Con successivo ricorso, le ricorrenti hanno poi impugnato il decreto definitivo di esproprio n. 265 del 23.8.2001 deducendo, essenzialmente, motivi di illegittimità derivata, nonché l’irrisorietà della valutazione dell’area.
Si è costituita, in resistenza, Roma Capitale, significando che, con sentenza n. 17766/09 del 27.4.2009, la Corte d’appello di Roma ha determinato in euro 551.076,00 l’indennità di espropriazione ed in euro 79.055,00 l’indennità di occupazione.
Tale circostanza, determinerebbe, a dire della difesa capitolina, l’improcedibilità del presente gravame in quanto la parte odierna ricorrente, attraverso l’opposizione alla stima innanzi alla competente autorità giurisdizionale, avrebbe prestato acquiescenza ai provvedimenti ablatori impugnati con i presenti ricorsi.

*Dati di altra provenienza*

use std::convert::TryFrom;

use nom::{
    branch::alt,
    bytes::complete::{tag, take_while},
    character::complete::{alpha1, digit1, multispace0, u32},
    combinator::{all_consuming, cut, map, not, opt, recognize, value},
    error::{context, convert_error, ContextError, ParseError},
    multi::{many0, separated_list1},
    sequence::{delimited, preceded, terminated, tuple},
    IResult,
};
use thiserror::Error;

use crate::version_spec::{
    EqualityOperator, LogicalOperator, RangeOperator, StrictRangeOperator, VersionOperators,
};

/// A representation of an hierarchy of version constraints e.g.
/// `1.3.4,>=5.0.1|(1.2.4,>=3.0.1)`.
#[derive(Debug, Eq, PartialEq)]
pub(super) enum VersionTree<'a> {
    Term(&'a str),
    Group(LogicalOperator, Vec<VersionTree<'a>>),
}

#[derive(Debug, Clone, Error, Eq, PartialEq)]
pub enum ParseVersionTreeError {
    #[error("{0}")]
    ParseError(String),
}

/// A parser that parses version operators.
fn parse_operator<'a, E: ParseError<&'a str>>(
    input: &'a str,
) -> Result<(&'a str, VersionOperators), nom::Err<E>> {
    alt((
        value(VersionOperators::Exact(EqualityOperator::Equals), tag("==")),
        value(
            VersionOperators::Exact(EqualityOperator::NotEquals),
            tag("!="),
        ),
        value(
            VersionOperators::StrictRange(StrictRangeOperator::StartsWith),
            tag("="),
        ),
        value(
            VersionOperators::Range(RangeOperator::GreaterEquals),
            tag(">="),
        ),
        value(VersionOperators::Range(RangeOperator::Greater), tag(">")),
        value(
            VersionOperators::Range(RangeOperator::LessEquals),
            tag("<="),
        ),
        value(VersionOperators::Range(RangeOperator::Less), tag("<")),
        value(
            VersionOperators::StrictRange(StrictRangeOperator::Compatible),
            tag("~="),
        ),
    ))(input)
}

/// Recognizes the version epoch
fn parse_version_epoch<'a, E: ParseError<&'a str> + ContextError<&'a str>>(
    input: &'a str,
) -> Result<(&'a str, u32), nom::Err<E>> {
    terminated(u32, tag("!"))(input)
}

/// A parser that recognizes a version
pub(crate) fn recognize_version<'a, E: ParseError<&'a str> + ContextError<&'a str>>(
    allow_glob: bool,
) -> impl FnMut(&'a str) -> IResult<&'a str, &'a str, E> {
    /// Recognizes a single version component (`1`, `a`, `alpha`, `grub`)
    fn recognize_version_component<'a, E: ParseError<&'a str> + ContextError<&'a str>>(
        allow_glob: bool,
    ) -> impl FnMut(&'a str) -> IResult<&'a str, &'a str, E> {
        move |input: &'a str| {
            let ident = alpha1;
            let num = digit1;
            let glob = tag("*");
            if allow_glob {
                alt((ident, num, glob))(input)
            } else {
                alt((ident, num))(input)
            }
        }
    }

    /// Recognize one or more version components (`1.2.3`)
    fn recognize_version_components<'a, E: ParseError<&'a str> + ContextError<&'a str>>(
        allow_glob: bool,
    ) -> impl FnMut(&'a str) -> IResult<&'a str, &'a str, E> {
        move |input: &'a str| {
            recognize(tuple((
                recognize_version_component(allow_glob),
                many0(preceded(
                    opt(take_while(|c: char| c == '.' || c == '-' || c == '_')),
                    recognize_version_component(allow_glob),
                )),
            )))(input)
        }
    }

    move |input: &'a str| {
        recognize(tuple((
            // Optional version epoch
            opt(context("epoch", parse_version_epoch)),
            // Version components
            context("components", recognize_version_components(allow_glob)),
            // Local version
            opt(preceded(
                tag("+"),
                cut(context("local", recognize_version_components(allow_glob))),
            )),
        )))(input)
    }
}

/// Recognize a version followed by a .* or *, or just a *
pub(crate) fn recognize_version_with_star<'a, E: ParseError<&'a str> + ContextError<&'a str>>(
    input: &'a str,
) -> Result<(&'a str, &'a str), nom::Err<E>> {
    alt((
        // A version with an optional * or .*.
        terminated(
            recognize_version(true),
            take_while(|c: char| c == '.' || c == '*'),
        ),
        // Just a *
        tag("*"),
    ))(input)
}

/// A parser that recognized a constraint but does not actually parse it.
pub(crate) fn recognize_constraint<'a, E: ParseError<&'a str> + ContextError<&'a str>>(
    input: &'a str,
) -> Result<(&'a str, &'a str), nom::Err<E>> {
    alt((
        // Any (* or *.*)
        terminated(tag("*"), cut(opt(tag(".*")))),
        // Regex
        recognize(delimited(opt(tag("^")), not(tag("$")), tag("$"))),
        // Version with optional operator followed by optional glob.
        recognize(preceded(
            opt(delimited(
                opt(multispace0),
                parse_operator,
                opt(multispace0),
            )),
            cut(context("version", recognize_version_with_star)),
        )),
    ))(input)
}

impl<'a> TryFrom<&'a str> for VersionTree<'a> {
    type Error = ParseVersionTreeError;

    fn try_from(input: &'a str) -> Result<Self, Self::Error> {
        /// Parse a single term or a group surrounded by parenthesis.
        fn parse_term<'a, E: ParseError<&'a str> + ContextError<&'a str>>(
            input: &'a str,
        ) -> Result<(&'a str, VersionTree<'a>), nom::Err<E>> {
            alt((
                delimited(
                    terminated(tag("("), multispace0),
                    parse_or_group,
                    preceded(multispace0, tag(")")),
                ),
                map(recognize_constraint, |constraint| {
                    VersionTree::Term(constraint)
                }),
            ))(input)
        }

        /// Given multiple version tree components, flatten the structure as
        /// much as possible.
        fn flatten_group(operator: LogicalOperator, args: Vec<VersionTree<'_>>) -> VersionTree<'_> {
            if args.len() == 1 {
                args.into_iter().next().unwrap()
            } else {
                let mut result = Vec::new();
                for term in args {
                    match term {
                        VersionTree::Group(op, mut others) if op == operator => {
                            result.append(&mut others);
                        }
                        term => result.push(term),
                    }
                }

                VersionTree::Group(operator, result)
            }
        }

        /// Parses a group of version constraints separated by ,s
        fn parse_and_group<'a, E: ParseError<&'a str> + ContextError<&'a str>>(
            input: &'a str,
        ) -> Result<(&'a str, VersionTree<'_>), nom::Err<E>> {
            let (rest, group) =
                separated_list1(delimited(multispace0, tag(","), multispace0), parse_term)(input)?;
            Ok((rest, flatten_group(LogicalOperator::And, group)))
        }

        /// Parses a group of version constraints
        fn parse_or_group<'a, E: ParseError<&'a str> + ContextError<&'a str>>(
            input: &'a str,
        ) -> Result<(&'a str, VersionTree<'_>), nom::Err<E>> {
            let (rest, group) = separated_list1(
                delimited(multispace0, tag("|"), multispace0),
                parse_and_group,
            )(input)?;
            Ok((rest, flatten_group(LogicalOperator::Or, group)))
        }

        match all_consuming(parse_or_group)(input) {
            Ok((_, tree)) => Ok(tree),
            Err(nom::Err::Error(e) | nom::Err::Failure(e)) => {
                Err(ParseVersionTreeError::ParseError(convert_error(input, e)))
            }
            _ => unreachable!("with all_consuming the only error can be Error"),
        }
    }
}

Nel merito, l’amministrazione sottolinea che il consenso all’immissione in possesso espresso dalla signora OMISSIS sarebbe prova del fatto che l’originaria ricorrente era consapevole dell’avvio del procedimento espropriativo.
Comunque, nel caso di specie, troverebbe applicazione l’art. 8, comma 3, della l. n. 241/90 e sarebbe sufficiente, pertanto, l’avvenuta pubblicazione delle delibere all’Albo pretorio.
Per quanto riguarda la destinazione di zona (che l’amministrazione ritiene comunque non soggetta a decadenza), sottolinea che gli atti progettuali sono stati trasmessi alla Regione ai sensi e per gli effetti del combinato disposto degli artt. 5 e 6 della l.rg. n. 36/87.
Nessuna osservazione è pervenuta nel termine di cui all’art. 60, comma 2, della l. n. 62 del 1953 e all’art. 26 della l.r. n. 74 del 1978.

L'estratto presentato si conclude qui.